Seinen Körper annehmen? So einfach ist das nicht
Viele von euch kennen sicherlich das Gefühl nicht gut genug zu sein: Zu dick, zu flach, zu klein, zu groß. Es gibt immer etwas, das andere oder wir selbst, an uns auszusetzen haben. Während Frauen, die dem verzerrten Schönheitsideal unserer Gesellschaft nicht entsprechen, früher kaum repräsentiert wurden, gibt es heute eine Bewegung hin zu einem selbstbewussten Umgang mit dem eigenen Körper.

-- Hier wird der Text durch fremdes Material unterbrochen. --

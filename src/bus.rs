use crate::err::BusError;
use crate::instr::OperandSize;

use std::fmt::Debug;

/// A byte-addressable device the CPU talks to. The CPU owns two of
/// these: the main memory bus and the I/O port bus.
///
/// Multi-byte accesses are little-endian and are built from byte
/// accesses unless a device overrides them.
pub trait Bus: Debug {
    fn read_byte(&mut self, address: u32) -> Result<u8, BusError>;
    fn write_byte(&mut self, address: u32, val: u8) -> Result<(), BusError>;

    fn read_bytes(&mut self, address: u32, buf: &mut [u8]) -> Result<(), BusError> {
        for (i, b) in buf.iter_mut().enumerate() {
            *b = self.read_byte(address.wrapping_add(i as u32))?;
        }
        Ok(())
    }

    fn write_bytes(&mut self, address: u32, data: &[u8]) -> Result<(), BusError> {
        for (i, b) in data.iter().enumerate() {
            self.write_byte(address.wrapping_add(i as u32), *b)?;
        }
        Ok(())
    }

    /// Read a little-endian value of the given size, zero-extended.
    fn read(&mut self, address: u32, size: OperandSize) -> Result<u32, BusError> {
        let mut buf = [0u8; 4];
        self.read_bytes(address, &mut buf[..size.bytes()])?;
        Ok(u32::from_le_bytes(buf))
    }

    /// Write the low `size` bytes of `val`, little-endian.
    fn write(&mut self, address: u32, size: OperandSize, val: u32) -> Result<(), BusError> {
        self.write_bytes(address, &val.to_le_bytes()[..size.bytes()])
    }
}

#[derive(Eq, PartialEq, Debug, Clone, Copy)]
pub struct AddressRange {
    pub start_address: u32,
    pub len: usize,
}

impl AddressRange {
    pub fn new(start_address: u32, len: usize) -> AddressRange {
        AddressRange { start_address, len }
    }

    /// Offset of `address` into this range, if it falls inside it.
    pub fn offset_of(&self, address: u32) -> Option<usize> {
        let offset = address.wrapping_sub(self.start_address) as usize;
        if offset < self.len {
            Some(offset)
        } else {
            None
        }
    }

    pub fn contains(&self, address: u32) -> bool {
        self.offset_of(address).is_some()
    }
}
//! The decoded-instruction data model.

use crate::registers::{FlagState, RegisterTarget};
use crate::utils::as_signed;

use std::fmt;

/// Width of an operand, in bytes.
#[derive(Copy, Clone, Debug, Eq, PartialEq, Hash)]
pub enum OperandSize {
    Byte = 1,
    Word = 2,
    DWord = 4,
}

impl OperandSize {
    pub fn bytes(self) -> usize {
        self as usize
    }

    pub fn bits(self) -> u32 {
        (self as u32) * 8
    }

    pub fn mask(self) -> u32 {
        match self {
            OperandSize::Byte => 0xff,
            OperandSize::Word => 0xffff,
            OperandSize::DWord => 0xffff_ffff,
        }
    }

    pub fn sign_bit(self) -> u32 {
        1 << (self.bits() - 1)
    }

    /// Decode the two-bit size field used by every sized format.
    pub fn from_code(code: u16) -> Option<OperandSize> {
        match code {
            0b00 => Some(OperandSize::Byte),
            0b01 => Some(OperandSize::Word),
            0b10 => Some(OperandSize::DWord),
            _ => None,
        }
    }

    pub fn suffix(self) -> &'static str {
        match self {
            OperandSize::Byte => "B",
            OperandSize::Word => "W",
            OperandSize::DWord => "D",
        }
    }
}

#[derive(Copy, Clone, Debug, Eq, PartialEq)]
pub enum OperandBase {
    Register(RegisterTarget),
    Immediate(u32),
}

/// A register or immediate, optionally used as a memory address.
///
/// When `indirect` is set the operand names the memory cell at
/// `base + displacement` rather than the base value itself.
#[derive(Copy, Clone, Debug, Eq, PartialEq)]
pub struct Operand {
    pub base: OperandBase,
    pub indirect: bool,
    pub displacement: Option<i16>,
}

impl Operand {
    pub fn register(target: RegisterTarget) -> Operand {
        Operand {
            base: OperandBase::Register(target),
            indirect: false,
            displacement: None,
        }
    }

    pub fn immediate(value: u32) -> Operand {
        Operand {
            base: OperandBase::Immediate(value),
            indirect: false,
            displacement: None,
        }
    }

    pub fn indirect_register(target: RegisterTarget, displacement: Option<i16>) -> Operand {
        Operand {
            base: OperandBase::Register(target),
            indirect: true,
            displacement,
        }
    }

    pub fn indirect_immediate(address: u32) -> Operand {
        Operand {
            base: OperandBase::Immediate(address),
            indirect: true,
            displacement: None,
        }
    }

    pub fn target(&self) -> Option<RegisterTarget> {
        match self.base {
            OperandBase::Register(t) => Some(t),
            OperandBase::Immediate(_) => None,
        }
    }

    pub fn is_immediate(&self) -> bool {
        !self.indirect && self.target().is_none()
    }

    /// Render this operand with immediates shown as signed decimal.
    fn render_signed(&self, size: OperandSize) -> String {
        match self.base {
            OperandBase::Immediate(v) if !self.indirect => format!("{}", as_signed(v, size)),
            _ => self.to_string(),
        }
    }
}

impl fmt::Display for Operand {
    fn fmt(&self, f: &mut fmt::Formatter) -> fmt::Result {
        let base = match self.base {
            OperandBase::Register(t) => t.name().to_owned(),
            OperandBase::Immediate(v) => format!("{:#x}", v),
        };
        if !self.indirect {
            return f.write_str(&base);
        }
        match self.displacement {
            Some(d) if d < 0 => write!(f, "({} - {})", base, -i32::from(d)),
            Some(d) => write!(f, "({} + {})", base, d),
            None => write!(f, "({})", base),
        }
    }
}

/// Branch condition codes, in encoding order.
#[allow(clippy::upper_case_acronyms)]
#[derive(Copy, Clone, Debug, Eq, PartialEq)]
pub enum Condition {
    NZ,
    Z,
    NC,
    C,
    PO,
    PE,
    P,
    M,
    Unconditional,
}

impl Default for Condition {
    fn default() -> Self {
        Condition::Unconditional
    }
}

impl Condition {
    pub fn from_code(code: u16) -> Option<Condition> {
        let cond = match code {
            0 => Condition::NZ,
            1 => Condition::Z,
            2 => Condition::NC,
            3 => Condition::C,
            4 => Condition::PO,
            5 => Condition::PE,
            6 => Condition::P,
            7 => Condition::M,
            8 => Condition::Unconditional,
            _ => return None,
        };
        Some(cond)
    }

    pub fn holds(self, flags: &FlagState) -> bool {
        match self {
            Condition::NZ => !flags.zero,
            Condition::Z => flags.zero,
            Condition::NC => !flags.carry,
            Condition::C => flags.carry,
            Condition::PO => !flags.parity_overflow,
            Condition::PE => flags.parity_overflow,
            Condition::P => !flags.sign,
            Condition::M => flags.sign,
            Condition::Unconditional => true,
        }
    }

    pub fn name(self) -> &'static str {
        match self {
            Condition::NZ => "NZ",
            Condition::Z => "Z",
            Condition::NC => "NC",
            Condition::C => "C",
            Condition::PO => "PO",
            Condition::PE => "PE",
            Condition::P => "P",
            Condition::M => "M",
            Condition::Unconditional => "",
        }
    }
}

/// Every operation the execution engine understands, including the
/// synthetic ones produced for interrupts and the halted state.
#[derive(Copy, Clone, Debug, Eq, PartialEq, Hash)]
pub enum Operation {
    Interrupt,
    NonMaskableInterrupt,
    HaltState,
    Ld,
    Ex,
    ExAlt,
    Exx,
    Exi,
    Exh,
    Push,
    Pop,
    In,
    Out,
    Ldi,
    Ldir,
    Ldd,
    Lddr,
    Cpi,
    Cpir,
    Cpd,
    Cpdr,
    Tsi,
    Tsir,
    Tsd,
    Tsdr,
    Ini,
    Inir,
    Ind,
    Indr,
    Outi,
    Otir,
    Outd,
    Otdr,
    Add,
    Adc,
    Sub,
    Sbc,
    Cp,
    Inc,
    Dec,
    Daa,
    Neg,
    Ext,
    Mlt,
    Div,
    Sdiv,
    And,
    Or,
    Xor,
    Tst,
    Cpl,
    Bit,
    Set,
    Res,
    Rlc,
    Rrc,
    Rl,
    Rr,
    Sla,
    Sra,
    Srl,
    Rld,
    Rrd,
    Nop,
    Jp,
    JrS8,
    Jr,
    Call,
    CallrS8,
    Callr,
    Ret,
    Reti,
    Retn,
    Djnz,
    Janz,
    Rst,
    Ccf,
    Scf,
    Ei,
    Di,
    Im1,
    Im2,
    Halt,
    LdINn,
    LdRA,
    LdAR,
}

impl Operation {
    pub fn mnemonic(self) -> &'static str {
        use Operation::*;
        match self {
            Interrupt => "INT",
            NonMaskableInterrupt => "NMI",
            HaltState => "(halted)",
            Ld => "LD",
            Ex => "EX",
            ExAlt => "EXA",
            Exx => "EXX",
            Exi => "EXI",
            Exh => "EXH",
            Push => "PUSH",
            Pop => "POP",
            In => "IN",
            Out => "OUT",
            Ldi => "LDI",
            Ldir => "LDIR",
            Ldd => "LDD",
            Lddr => "LDDR",
            Cpi => "CPI",
            Cpir => "CPIR",
            Cpd => "CPD",
            Cpdr => "CPDR",
            Tsi => "TSI",
            Tsir => "TSIR",
            Tsd => "TSD",
            Tsdr => "TSDR",
            Ini => "INI",
            Inir => "INIR",
            Ind => "IND",
            Indr => "INDR",
            Outi => "OUTI",
            Otir => "OTIR",
            Outd => "OUTD",
            Otdr => "OTDR",
            Add => "ADD",
            Adc => "ADC",
            Sub => "SUB",
            Sbc => "SBC",
            Cp => "CP",
            Inc => "INC",
            Dec => "DEC",
            Daa => "DAA",
            Neg => "NEG",
            Ext => "EXT",
            Mlt => "MLT",
            Div => "DIV",
            Sdiv => "SDIV",
            And => "AND",
            Or => "OR",
            Xor => "XOR",
            Tst => "TST",
            Cpl => "CPL",
            Bit => "BIT",
            Set => "SET",
            Res => "RES",
            Rlc => "RLC",
            Rrc => "RRC",
            Rl => "RL",
            Rr => "RR",
            Sla => "SLA",
            Sra => "SRA",
            Srl => "SRL",
            Rld => "RLD",
            Rrd => "RRD",
            Nop => "NOP",
            Jp => "JP",
            JrS8 => "JR",
            Jr => "JR",
            Call => "CALL",
            CallrS8 => "CALLR",
            Callr => "CALLR",
            Ret => "RET",
            Reti => "RETI",
            Retn => "RETN",
            Djnz => "DJNZ",
            Janz => "JANZ",
            Rst => "RST",
            Ccf => "CCF",
            Scf => "SCF",
            Ei => "EI",
            Di => "DI",
            Im1 => "IM 1",
            Im2 => "IM 2",
            Halt => "HALT",
            LdINn => "LD",
            LdRA => "LD",
            LdAR => "LD",
        }
    }

    /// Operations whose target is a signed offset from the next instruction.
    pub fn is_relative(self) -> bool {
        use Operation::*;
        matches!(self, JrS8 | Jr | CallrS8 | Callr | Djnz | Janz)
    }
}

impl fmt::Display for Operation {
    fn fmt(&self, f: &mut fmt::Formatter) -> fmt::Result {
        f.write_str(self.mnemonic())
    }
}

/// The shape of an instruction as worked out by the decoder, before it
/// is frozen together with the bytes it was decoded from.
#[derive(Copy, Clone, Debug, Eq, PartialEq)]
pub struct Form {
    pub operation: Operation,
    pub size: OperandSize,
    pub operand1: Option<Operand>,
    pub operand2: Option<Operand>,
    pub condition: Condition,
    /// Whether the size came from the encoding and belongs in the listing.
    pub sized: bool,
}

impl Form {
    pub fn new(operation: Operation, size: OperandSize) -> Form {
        Form {
            operation,
            size,
            operand1: None,
            operand2: None,
            condition: Condition::Unconditional,
            sized: false,
        }
    }

    pub fn sized(mut self) -> Form {
        self.sized = true;
        self
    }

    pub fn with_operand1(mut self, operand: Operand) -> Form {
        self.operand1 = Some(operand);
        self
    }

    pub fn with_operand2(mut self, operand: Operand) -> Form {
        self.operand2 = Some(operand);
        self
    }

    pub fn with_condition(mut self, condition: Condition) -> Form {
        self.condition = condition;
        self
    }

    fn render(&self) -> String {
        let mut text = self.operation.mnemonic().to_owned();
        if self.sized {
            text.push('.');
            text.push_str(self.size.suffix());
        }

        let mut parts: Vec<String> = Vec::with_capacity(3);
        if self.condition != Condition::Unconditional {
            parts.push(self.condition.name().to_owned());
        }
        let relative = self.operation.is_relative();
        for operand in [self.operand1, self.operand2].iter().flatten() {
            if relative {
                parts.push(operand.render_signed(self.size));
            } else {
                parts.push(operand.to_string());
            }
        }
        if !parts.is_empty() {
            text.push(' ');
            text.push_str(&parts.join(", "));
        }
        text
    }
}

/// A fully decoded instruction. Immutable once built; the execution
/// engine consumes it exactly once.
#[derive(Clone, Debug, Eq, PartialEq)]
pub struct DecodedOperation {
    base_address: u32,
    opcode: Vec<u8>,
    form: Form,
    fetch_cycles: u32,
    display: String,
}

impl DecodedOperation {
    pub fn new(base_address: u32, opcode: Vec<u8>, form: Form, fetch_cycles: u32) -> Self {
        let display = form.render();
        DecodedOperation {
            base_address,
            opcode,
            form,
            fetch_cycles,
            display,
        }
    }

    /// An operation the CPU raises itself. It owns no bytes and costs
    /// nothing to fetch.
    pub fn synthetic(base_address: u32, form: Form) -> Self {
        DecodedOperation::new(base_address, Vec::new(), form, 0)
    }

    pub fn base_address(&self) -> u32 {
        self.base_address
    }

    pub fn opcode(&self) -> &[u8] {
        &self.opcode
    }

    /// Encoded length in bytes.
    pub fn len(&self) -> u32 {
        self.opcode.len() as u32
    }

    pub fn is_empty(&self) -> bool {
        self.opcode.is_empty()
    }

    pub fn operation(&self) -> Operation {
        self.form.operation
    }

    pub fn size(&self) -> OperandSize {
        self.form.size
    }

    pub fn operand1(&self) -> Option<&Operand> {
        self.form.operand1.as_ref()
    }

    pub fn operand2(&self) -> Option<&Operand> {
        self.form.operand2.as_ref()
    }

    pub fn condition(&self) -> Condition {
        self.form.condition
    }

    pub fn fetch_cycles(&self) -> u32 {
        self.fetch_cycles
    }

    pub fn display(&self) -> &str {
        &self.display
    }
}

impl fmt::Display for DecodedOperation {
    fn fmt(&self, f: &mut fmt::Formatter) -> fmt::Result {
        f.write_str(&self.display)
    }
}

Die Bloggerinnen Sophia und Verena finden diese Vorstellung unrealistisch. Jeden Teil seines Körpers zu lieben, nur weil uns jemand erzählt, es tun zu müssen? So einfach ist das nicht, schließlich ist das Empfinden von Schönheit ein sehr komplexes Themengebiet. In ihrem Buch „Selbstbewusstsein ist das neue sexy“, nehmen Sophia und Verena die Body-Positive-Bewegung kritisch unter die Lupe. Schritt für Schritt wollen sie uns dabei helfen, eine gesunde Sichtweise auf den eigenen Körper zu erlangen. Dabei erzählen sie unter anderem von ihren persönlichen Erfahrungen mit Bodyshaming und wie man dem mit Selbstbewusstsein entgegen wirken kann. Wir stellen euch einen Auszug daraus vor:
Take good care of yourself, Baby – Selbstakzeptanz lernen und Selbstfürsorge leben
Du darfst deine Cellulitis ruhig zum Kotzen finden. Ja, ihr habt richtig gehört. Ihr dürft eure Orangenhaut, eure Schwangerschaftsstreifen und eure Akne richtig scheiße finden. Ihr müsst euren Körper nicht so lieben, wie er ist. Ihr müssten nicht jeden Teil eures Körpers auf der Stelle akzeptieren. Die Idee, dass Body-Positivity bedeutet, dass ihr euch immerzu und mit allem, was ihr seid, lieben müsst, ist wahrscheinlich der Grund, warum es euch so schwerfällt, euch zu akzeptieren. Du kannst deinen Körper nicht lieben? Vollkommen okay. Das ist menschlich und absolut normal, wenn man all unsere Konditionierungen betrachtet. Wir sprachen zuvor schon einmal vom Konzept der Body-Neutrality, das vielen sympathischer ist als der Selbstliebe-Anspruch. Wir haben ein paar Gedanken zusammengefasst, die dabei helfen können, eine gesunde Sichtweise auf der Reise zur Akzeptanz deines Körpers zu erlangen – Schritt für Schritt.
1. Alles braucht Zeit
Es ist absolut unrealistisch, urplötzlich jeden Teil deines Körpers zu lieben, nur weil dir jemand erzählt, es tun zu müssen. Es ist absolut unrealistisch, alte Konditionierungen und Glaubenssätze über uns im rasanten Tempo abzulegen. Damit füttern wir nur wieder den Perfektionsanspruch, von dem wir uns eigentlich lösen wollen. Auch in Sachen Selbstliebe sollten wir in einen entspannteren Modus fahren. Am Ende verurteilst du dich nur wieder, weil deine Reise zur Selbstakzeptanz nicht schnell genug geht. Diese Reise braucht Zeit. Der Mensch, der du vielleicht werden willst, dein »zukünftiges Selbst«, lernt, es fällt, es steht wieder auf, es steigt auf, es fällt vielleicht noch einmal und so weiter. Lerne, diesen Prozess zu schätzen, als etwas anzusehen, was dich wachsen lässt und dich zu einer Person mit immer mehr Farben und immer mehr Wissen und Weisheit werden lässt.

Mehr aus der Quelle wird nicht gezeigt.